### Task prompt
You are asked to filter the data below and copy every line holding "description".

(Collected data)
● ● ●

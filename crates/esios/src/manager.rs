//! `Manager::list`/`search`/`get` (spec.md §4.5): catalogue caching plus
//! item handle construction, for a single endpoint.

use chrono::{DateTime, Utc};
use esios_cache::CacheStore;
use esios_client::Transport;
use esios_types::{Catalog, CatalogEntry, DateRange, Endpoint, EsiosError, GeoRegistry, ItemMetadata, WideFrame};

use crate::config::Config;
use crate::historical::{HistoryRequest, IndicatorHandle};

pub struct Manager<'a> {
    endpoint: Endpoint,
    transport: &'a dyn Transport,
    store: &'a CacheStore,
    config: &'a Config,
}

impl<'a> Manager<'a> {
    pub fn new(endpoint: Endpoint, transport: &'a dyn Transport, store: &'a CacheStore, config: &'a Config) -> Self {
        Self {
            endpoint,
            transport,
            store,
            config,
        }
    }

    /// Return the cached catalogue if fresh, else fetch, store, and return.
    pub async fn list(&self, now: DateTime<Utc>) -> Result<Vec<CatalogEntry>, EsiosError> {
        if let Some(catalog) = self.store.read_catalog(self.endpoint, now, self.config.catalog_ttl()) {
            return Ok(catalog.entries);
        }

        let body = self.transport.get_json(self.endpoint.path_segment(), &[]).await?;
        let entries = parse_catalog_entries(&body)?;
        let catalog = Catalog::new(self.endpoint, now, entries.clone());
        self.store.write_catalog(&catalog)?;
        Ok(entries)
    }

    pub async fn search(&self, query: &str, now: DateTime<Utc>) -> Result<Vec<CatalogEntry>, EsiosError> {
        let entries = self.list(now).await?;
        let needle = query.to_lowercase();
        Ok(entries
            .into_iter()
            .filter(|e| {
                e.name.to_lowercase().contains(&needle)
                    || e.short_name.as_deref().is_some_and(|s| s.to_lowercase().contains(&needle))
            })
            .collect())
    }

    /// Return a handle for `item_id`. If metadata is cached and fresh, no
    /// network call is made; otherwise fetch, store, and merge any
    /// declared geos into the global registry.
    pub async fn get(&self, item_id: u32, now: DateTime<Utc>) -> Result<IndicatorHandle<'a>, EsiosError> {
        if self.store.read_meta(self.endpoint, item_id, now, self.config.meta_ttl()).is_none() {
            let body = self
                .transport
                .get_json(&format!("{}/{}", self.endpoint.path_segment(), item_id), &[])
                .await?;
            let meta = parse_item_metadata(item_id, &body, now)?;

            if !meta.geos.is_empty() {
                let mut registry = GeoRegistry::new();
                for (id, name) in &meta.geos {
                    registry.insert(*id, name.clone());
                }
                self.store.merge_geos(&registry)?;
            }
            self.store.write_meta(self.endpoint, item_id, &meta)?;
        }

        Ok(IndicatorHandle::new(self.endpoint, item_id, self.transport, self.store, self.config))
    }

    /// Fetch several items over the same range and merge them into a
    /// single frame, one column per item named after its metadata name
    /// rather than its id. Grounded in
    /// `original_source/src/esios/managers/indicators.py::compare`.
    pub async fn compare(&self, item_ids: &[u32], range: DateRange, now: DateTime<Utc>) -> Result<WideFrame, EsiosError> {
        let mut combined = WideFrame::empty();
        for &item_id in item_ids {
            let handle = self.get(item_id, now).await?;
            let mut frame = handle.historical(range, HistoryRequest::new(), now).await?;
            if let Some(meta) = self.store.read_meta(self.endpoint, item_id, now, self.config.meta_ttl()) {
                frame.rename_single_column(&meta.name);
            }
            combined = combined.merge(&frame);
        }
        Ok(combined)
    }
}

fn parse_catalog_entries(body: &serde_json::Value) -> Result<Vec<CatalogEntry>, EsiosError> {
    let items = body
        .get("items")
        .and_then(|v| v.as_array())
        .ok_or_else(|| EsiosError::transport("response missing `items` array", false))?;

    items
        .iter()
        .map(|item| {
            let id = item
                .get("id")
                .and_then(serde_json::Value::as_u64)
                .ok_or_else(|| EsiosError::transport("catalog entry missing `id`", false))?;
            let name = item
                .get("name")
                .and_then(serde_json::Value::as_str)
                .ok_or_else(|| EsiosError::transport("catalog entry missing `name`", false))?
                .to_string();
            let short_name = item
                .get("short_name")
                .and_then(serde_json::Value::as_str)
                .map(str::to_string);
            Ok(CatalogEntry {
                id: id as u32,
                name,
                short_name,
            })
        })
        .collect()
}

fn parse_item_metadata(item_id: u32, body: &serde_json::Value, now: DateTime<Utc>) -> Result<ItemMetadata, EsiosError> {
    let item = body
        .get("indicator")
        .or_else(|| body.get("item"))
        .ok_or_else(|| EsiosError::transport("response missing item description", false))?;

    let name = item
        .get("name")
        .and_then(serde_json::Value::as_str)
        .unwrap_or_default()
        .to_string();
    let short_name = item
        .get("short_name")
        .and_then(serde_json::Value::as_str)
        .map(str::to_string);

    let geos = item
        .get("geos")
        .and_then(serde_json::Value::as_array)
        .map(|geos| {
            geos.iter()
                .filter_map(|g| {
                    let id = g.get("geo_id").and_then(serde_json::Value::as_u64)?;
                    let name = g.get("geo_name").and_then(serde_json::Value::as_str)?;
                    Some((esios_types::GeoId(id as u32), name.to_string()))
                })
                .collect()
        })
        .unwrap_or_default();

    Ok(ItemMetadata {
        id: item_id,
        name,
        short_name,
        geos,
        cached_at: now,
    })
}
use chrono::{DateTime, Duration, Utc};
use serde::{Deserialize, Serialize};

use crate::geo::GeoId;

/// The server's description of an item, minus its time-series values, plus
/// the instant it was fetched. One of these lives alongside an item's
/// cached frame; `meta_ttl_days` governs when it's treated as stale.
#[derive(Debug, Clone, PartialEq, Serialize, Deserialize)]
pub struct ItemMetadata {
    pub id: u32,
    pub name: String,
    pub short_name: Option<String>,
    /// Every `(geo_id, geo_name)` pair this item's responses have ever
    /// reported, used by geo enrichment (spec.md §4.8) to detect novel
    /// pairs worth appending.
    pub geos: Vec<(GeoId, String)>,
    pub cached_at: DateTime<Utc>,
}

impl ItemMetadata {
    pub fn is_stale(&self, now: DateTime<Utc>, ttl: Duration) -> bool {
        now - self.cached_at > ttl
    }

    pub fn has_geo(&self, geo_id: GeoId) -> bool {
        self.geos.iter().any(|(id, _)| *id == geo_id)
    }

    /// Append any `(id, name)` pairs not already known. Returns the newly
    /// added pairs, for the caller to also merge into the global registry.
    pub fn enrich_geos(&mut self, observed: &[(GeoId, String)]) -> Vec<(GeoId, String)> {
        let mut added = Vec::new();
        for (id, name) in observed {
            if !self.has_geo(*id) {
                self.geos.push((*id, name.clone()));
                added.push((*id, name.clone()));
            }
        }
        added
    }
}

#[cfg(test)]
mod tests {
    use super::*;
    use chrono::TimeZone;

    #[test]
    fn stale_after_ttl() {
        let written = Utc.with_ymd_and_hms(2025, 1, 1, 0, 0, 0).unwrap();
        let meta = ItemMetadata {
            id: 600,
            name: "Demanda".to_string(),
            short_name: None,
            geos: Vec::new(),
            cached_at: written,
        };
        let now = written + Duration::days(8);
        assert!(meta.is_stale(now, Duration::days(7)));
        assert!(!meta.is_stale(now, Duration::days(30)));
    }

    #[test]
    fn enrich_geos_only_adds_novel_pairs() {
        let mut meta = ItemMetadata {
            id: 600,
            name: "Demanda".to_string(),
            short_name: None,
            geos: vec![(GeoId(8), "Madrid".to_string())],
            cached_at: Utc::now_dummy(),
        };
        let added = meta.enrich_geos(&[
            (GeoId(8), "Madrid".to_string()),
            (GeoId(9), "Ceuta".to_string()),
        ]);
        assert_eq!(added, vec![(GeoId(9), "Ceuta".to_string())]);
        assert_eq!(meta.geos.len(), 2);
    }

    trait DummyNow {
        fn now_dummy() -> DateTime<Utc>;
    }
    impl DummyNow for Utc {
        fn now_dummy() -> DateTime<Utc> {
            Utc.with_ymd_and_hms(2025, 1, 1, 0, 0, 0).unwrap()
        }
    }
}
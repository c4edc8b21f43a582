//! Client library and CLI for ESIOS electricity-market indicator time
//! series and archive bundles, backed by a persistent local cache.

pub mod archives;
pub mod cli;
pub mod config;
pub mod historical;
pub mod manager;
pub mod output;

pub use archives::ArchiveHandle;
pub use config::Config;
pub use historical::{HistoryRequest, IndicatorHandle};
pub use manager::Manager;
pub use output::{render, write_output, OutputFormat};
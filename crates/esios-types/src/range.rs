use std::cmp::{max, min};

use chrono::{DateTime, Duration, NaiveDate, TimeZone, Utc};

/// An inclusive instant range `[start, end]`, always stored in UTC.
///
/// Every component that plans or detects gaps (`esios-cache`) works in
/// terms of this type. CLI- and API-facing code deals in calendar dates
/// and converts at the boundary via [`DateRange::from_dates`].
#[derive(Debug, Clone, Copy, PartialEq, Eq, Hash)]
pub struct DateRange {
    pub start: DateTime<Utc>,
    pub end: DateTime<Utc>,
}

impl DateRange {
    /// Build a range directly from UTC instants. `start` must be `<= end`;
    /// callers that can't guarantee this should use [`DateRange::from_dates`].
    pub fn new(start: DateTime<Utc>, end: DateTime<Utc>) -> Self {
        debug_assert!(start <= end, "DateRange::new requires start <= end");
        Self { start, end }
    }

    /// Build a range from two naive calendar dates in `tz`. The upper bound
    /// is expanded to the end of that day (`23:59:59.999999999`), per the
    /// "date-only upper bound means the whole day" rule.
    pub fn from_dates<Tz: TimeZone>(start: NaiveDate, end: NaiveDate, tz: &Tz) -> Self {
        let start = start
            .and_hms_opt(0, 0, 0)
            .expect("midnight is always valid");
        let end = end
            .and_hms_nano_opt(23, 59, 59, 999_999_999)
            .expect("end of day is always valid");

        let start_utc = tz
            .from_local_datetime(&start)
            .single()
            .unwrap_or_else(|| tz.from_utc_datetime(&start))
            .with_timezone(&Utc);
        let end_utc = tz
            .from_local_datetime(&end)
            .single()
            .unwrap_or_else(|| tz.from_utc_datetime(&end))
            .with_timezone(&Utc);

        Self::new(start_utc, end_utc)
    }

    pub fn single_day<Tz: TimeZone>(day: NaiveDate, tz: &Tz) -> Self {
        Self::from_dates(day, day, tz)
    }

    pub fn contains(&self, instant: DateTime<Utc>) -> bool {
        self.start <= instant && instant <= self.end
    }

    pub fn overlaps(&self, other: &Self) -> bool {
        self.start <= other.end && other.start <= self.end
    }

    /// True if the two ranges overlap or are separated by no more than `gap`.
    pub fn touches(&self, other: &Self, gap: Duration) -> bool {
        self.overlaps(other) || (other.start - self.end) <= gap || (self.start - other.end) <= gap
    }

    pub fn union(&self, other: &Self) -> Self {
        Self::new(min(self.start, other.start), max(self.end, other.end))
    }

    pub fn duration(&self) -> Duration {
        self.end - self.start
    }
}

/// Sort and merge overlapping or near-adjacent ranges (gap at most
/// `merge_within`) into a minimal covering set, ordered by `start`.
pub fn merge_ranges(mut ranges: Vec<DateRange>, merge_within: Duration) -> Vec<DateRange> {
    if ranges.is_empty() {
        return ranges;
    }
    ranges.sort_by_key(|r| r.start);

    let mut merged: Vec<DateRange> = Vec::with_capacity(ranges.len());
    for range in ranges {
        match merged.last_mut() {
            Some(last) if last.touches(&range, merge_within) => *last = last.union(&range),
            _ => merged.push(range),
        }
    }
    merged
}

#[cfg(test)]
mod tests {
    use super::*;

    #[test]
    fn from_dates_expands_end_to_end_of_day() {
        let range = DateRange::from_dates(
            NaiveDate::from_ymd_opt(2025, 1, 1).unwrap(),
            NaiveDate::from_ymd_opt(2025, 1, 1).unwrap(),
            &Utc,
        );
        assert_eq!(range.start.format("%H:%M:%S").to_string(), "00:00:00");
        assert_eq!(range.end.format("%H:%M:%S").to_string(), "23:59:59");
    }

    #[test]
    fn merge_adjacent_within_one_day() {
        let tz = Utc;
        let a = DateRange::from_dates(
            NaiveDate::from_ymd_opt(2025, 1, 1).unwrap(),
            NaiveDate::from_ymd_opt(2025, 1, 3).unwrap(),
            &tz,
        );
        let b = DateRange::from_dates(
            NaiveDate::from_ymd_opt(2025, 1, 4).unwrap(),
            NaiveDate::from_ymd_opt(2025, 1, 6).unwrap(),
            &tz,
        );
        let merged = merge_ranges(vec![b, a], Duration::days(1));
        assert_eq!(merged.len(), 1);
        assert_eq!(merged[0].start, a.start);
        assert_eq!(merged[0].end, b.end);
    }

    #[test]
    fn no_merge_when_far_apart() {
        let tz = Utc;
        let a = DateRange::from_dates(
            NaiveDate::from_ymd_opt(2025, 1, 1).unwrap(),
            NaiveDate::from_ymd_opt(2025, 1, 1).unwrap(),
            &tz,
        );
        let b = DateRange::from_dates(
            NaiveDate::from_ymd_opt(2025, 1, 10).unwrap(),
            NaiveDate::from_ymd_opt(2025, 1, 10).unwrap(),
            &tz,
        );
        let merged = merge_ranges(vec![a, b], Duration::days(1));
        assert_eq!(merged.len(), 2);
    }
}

● ● ●

### Result
        .ok_or_else(|| EsiosError::transport("response missing item description", false))?;
/// The server's description of an item, minus its time-series values, plus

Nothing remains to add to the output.